Where in the listing does the word "models" appear? Report each line that holds it.

SOURCE DATA.
#####

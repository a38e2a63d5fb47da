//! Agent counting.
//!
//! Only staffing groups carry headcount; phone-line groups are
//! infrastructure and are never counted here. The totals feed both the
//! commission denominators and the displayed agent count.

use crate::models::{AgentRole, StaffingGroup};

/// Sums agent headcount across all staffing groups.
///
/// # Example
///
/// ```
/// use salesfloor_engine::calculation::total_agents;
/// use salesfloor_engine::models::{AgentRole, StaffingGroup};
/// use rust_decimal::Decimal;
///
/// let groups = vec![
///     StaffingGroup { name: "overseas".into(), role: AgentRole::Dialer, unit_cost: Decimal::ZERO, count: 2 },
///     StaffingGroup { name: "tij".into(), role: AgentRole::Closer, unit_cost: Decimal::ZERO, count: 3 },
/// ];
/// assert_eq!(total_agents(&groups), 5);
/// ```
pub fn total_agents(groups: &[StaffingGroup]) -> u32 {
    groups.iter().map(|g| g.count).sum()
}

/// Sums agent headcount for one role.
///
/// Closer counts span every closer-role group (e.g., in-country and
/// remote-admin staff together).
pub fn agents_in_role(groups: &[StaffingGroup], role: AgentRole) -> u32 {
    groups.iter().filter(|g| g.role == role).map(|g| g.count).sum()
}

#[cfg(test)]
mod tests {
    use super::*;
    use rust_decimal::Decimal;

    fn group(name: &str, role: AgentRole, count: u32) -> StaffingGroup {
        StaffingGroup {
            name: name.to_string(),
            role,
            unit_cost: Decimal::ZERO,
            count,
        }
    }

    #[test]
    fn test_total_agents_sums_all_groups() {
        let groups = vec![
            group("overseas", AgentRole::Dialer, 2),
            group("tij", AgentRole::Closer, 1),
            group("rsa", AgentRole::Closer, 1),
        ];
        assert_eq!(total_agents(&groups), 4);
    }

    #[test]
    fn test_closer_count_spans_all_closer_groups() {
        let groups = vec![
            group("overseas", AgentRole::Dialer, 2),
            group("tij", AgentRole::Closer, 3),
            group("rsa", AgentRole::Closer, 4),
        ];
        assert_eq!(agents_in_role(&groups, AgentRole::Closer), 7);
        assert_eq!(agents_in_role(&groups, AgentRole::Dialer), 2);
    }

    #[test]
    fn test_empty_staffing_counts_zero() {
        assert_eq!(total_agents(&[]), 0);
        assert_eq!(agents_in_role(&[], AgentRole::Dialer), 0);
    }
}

#####

WRITTEN REPLY.
use crate::models::{AgentRole, StaffingGroup};
/// use salesfloor_engine::models::{AgentRole, StaffingGroup};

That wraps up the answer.